_Task item_
Print the records below word for word, beginning with the first line and ending once the line containing "use std::sync::Arc;" is printed.
──────────────────────────────
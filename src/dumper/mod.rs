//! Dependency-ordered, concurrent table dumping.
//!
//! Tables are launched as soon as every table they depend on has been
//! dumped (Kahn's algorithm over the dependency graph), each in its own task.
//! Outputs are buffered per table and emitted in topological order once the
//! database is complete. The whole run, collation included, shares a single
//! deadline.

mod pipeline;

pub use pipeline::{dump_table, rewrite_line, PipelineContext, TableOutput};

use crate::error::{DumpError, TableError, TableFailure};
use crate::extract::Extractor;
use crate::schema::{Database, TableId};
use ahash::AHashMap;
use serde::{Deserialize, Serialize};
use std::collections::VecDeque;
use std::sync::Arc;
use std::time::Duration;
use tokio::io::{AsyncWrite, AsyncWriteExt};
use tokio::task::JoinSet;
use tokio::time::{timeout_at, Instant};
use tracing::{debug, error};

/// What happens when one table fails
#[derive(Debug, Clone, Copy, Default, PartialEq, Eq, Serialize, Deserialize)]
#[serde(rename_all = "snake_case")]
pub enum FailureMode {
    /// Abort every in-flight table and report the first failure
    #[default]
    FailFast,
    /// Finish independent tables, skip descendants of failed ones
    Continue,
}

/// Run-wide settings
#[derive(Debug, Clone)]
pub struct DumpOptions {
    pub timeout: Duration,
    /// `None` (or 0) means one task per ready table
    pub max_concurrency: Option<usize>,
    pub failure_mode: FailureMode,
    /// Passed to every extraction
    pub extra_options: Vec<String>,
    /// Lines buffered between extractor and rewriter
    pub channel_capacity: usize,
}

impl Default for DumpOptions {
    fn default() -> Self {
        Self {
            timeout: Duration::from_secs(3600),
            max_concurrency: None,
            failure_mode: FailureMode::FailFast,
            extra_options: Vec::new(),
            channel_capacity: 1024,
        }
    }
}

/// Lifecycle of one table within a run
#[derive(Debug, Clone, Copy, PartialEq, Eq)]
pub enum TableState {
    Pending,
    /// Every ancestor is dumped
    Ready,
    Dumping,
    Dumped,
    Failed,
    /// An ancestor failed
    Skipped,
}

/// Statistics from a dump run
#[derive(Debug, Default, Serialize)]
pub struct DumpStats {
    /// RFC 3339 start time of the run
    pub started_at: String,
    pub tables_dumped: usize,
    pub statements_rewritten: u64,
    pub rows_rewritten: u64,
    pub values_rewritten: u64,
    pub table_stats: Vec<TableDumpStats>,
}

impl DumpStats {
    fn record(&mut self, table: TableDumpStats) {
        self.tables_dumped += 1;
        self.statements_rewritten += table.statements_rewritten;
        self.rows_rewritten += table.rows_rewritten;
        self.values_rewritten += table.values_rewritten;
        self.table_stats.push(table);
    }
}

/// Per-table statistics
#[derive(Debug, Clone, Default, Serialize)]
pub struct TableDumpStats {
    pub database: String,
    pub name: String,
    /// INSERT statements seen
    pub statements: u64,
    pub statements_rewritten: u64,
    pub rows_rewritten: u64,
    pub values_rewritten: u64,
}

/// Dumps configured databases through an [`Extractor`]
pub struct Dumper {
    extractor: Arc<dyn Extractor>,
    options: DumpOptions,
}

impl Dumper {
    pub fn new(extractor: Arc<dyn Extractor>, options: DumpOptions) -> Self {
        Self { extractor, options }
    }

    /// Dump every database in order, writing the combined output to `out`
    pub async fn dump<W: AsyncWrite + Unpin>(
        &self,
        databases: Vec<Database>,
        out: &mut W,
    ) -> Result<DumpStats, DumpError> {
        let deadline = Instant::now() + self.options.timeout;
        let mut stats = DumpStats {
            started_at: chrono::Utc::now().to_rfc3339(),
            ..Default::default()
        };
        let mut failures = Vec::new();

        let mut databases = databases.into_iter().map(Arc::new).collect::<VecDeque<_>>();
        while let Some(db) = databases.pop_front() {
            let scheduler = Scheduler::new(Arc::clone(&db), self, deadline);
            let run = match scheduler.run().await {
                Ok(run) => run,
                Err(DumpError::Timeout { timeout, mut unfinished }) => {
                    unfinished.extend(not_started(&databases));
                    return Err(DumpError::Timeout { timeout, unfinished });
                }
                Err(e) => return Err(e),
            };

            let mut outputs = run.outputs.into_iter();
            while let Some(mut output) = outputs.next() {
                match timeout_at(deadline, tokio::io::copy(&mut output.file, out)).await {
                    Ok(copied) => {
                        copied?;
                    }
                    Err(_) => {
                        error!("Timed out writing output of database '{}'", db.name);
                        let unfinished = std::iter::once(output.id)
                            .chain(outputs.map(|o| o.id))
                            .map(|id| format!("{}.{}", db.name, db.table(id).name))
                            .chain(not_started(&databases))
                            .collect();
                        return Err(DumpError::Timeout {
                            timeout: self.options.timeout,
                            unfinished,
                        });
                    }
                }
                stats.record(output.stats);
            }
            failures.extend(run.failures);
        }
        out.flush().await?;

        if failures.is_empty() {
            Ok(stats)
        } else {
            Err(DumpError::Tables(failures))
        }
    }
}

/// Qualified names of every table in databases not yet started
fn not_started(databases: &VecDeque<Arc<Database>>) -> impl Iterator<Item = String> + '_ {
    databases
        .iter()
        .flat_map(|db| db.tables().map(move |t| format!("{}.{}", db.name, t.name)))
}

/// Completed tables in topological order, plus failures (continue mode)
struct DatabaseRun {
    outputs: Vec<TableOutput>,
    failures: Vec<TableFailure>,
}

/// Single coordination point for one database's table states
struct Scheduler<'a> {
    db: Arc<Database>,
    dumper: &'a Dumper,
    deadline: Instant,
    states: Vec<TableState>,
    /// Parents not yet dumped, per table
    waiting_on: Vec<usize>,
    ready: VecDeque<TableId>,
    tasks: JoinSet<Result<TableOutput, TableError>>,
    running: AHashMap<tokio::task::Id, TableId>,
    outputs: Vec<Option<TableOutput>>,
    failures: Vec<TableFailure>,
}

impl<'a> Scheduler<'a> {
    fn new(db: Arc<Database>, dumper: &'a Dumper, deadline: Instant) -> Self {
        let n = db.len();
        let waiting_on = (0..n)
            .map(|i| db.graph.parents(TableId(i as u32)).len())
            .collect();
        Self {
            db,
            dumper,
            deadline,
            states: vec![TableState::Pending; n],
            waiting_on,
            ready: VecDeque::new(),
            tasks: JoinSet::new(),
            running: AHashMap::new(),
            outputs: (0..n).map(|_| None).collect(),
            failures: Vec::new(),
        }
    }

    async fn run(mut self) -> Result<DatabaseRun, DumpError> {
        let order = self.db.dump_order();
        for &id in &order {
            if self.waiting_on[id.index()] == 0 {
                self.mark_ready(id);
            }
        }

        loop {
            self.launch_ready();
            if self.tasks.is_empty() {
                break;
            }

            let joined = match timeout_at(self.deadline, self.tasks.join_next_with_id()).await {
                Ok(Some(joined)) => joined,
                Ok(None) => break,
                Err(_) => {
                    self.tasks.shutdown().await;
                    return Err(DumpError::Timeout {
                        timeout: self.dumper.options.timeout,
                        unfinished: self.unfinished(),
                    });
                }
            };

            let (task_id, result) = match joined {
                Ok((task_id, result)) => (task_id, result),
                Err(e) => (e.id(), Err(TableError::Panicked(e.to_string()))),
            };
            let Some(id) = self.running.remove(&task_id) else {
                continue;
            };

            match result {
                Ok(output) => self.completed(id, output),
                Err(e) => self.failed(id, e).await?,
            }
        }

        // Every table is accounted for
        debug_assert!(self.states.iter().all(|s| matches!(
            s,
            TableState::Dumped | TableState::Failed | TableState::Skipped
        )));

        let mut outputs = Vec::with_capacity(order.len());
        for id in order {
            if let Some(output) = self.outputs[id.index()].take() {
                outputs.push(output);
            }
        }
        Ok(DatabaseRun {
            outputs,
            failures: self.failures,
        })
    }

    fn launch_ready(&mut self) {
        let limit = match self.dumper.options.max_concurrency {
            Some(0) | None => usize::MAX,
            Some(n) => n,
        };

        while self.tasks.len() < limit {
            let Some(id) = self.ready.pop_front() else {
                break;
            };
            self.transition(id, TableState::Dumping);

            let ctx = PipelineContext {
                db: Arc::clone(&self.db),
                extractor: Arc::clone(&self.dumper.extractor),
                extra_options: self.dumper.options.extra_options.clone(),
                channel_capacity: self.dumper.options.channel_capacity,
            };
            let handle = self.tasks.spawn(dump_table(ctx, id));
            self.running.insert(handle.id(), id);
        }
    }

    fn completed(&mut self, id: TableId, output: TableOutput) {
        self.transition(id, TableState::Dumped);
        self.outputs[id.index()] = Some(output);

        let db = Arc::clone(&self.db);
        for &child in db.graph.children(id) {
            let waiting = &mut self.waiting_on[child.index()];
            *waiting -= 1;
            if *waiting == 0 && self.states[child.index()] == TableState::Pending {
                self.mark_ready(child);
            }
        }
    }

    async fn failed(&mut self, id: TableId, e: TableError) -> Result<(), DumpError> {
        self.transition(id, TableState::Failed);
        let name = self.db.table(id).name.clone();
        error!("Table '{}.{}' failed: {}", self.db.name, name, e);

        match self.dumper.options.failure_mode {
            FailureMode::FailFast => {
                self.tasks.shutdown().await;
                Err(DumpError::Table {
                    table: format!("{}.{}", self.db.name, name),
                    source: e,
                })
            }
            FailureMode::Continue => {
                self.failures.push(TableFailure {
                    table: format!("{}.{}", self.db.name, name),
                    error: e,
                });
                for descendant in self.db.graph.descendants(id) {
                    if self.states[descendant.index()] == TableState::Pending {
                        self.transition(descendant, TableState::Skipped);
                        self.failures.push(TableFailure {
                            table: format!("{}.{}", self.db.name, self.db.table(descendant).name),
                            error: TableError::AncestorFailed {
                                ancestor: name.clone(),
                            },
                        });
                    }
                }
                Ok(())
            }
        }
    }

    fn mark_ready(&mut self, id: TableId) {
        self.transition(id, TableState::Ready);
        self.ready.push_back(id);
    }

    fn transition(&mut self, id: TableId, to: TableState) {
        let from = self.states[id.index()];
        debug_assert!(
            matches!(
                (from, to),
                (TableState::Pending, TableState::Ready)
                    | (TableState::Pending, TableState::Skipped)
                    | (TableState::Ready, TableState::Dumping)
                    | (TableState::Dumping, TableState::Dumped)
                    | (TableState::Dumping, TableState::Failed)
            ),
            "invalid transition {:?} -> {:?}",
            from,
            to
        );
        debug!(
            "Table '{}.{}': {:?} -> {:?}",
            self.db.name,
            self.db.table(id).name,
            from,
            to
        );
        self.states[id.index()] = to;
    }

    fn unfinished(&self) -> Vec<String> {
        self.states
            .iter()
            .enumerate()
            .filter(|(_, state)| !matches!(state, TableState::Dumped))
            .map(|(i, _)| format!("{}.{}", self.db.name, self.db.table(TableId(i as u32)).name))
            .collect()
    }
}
──────────────────────────────
_Answer to this exercise_
filename src/dumper/mod.rs
//! Dependency-ordered, concurrent table dumping.
//!
//! Tables are launched as soon as every table they depend on has been
//! dumped (Kahn's algorithm over the dependency graph), each in its own task.
//! Outputs are buffered per table and emitted in topological order once the
//! database is complete. The whole run, collation included, shares a single
//! deadline.

mod pipeline;

pub use pipeline::{dump_table, rewrite_line, PipelineContext, TableOutput};

use crate::error::{DumpError, TableError, TableFailure};
use crate::extract::Extractor;
use crate::schema::{Database, TableId};
use ahash::AHashMap;
use serde::{Deserialize, Serialize};
use std::collections::VecDeque;
use std::sync::Arc;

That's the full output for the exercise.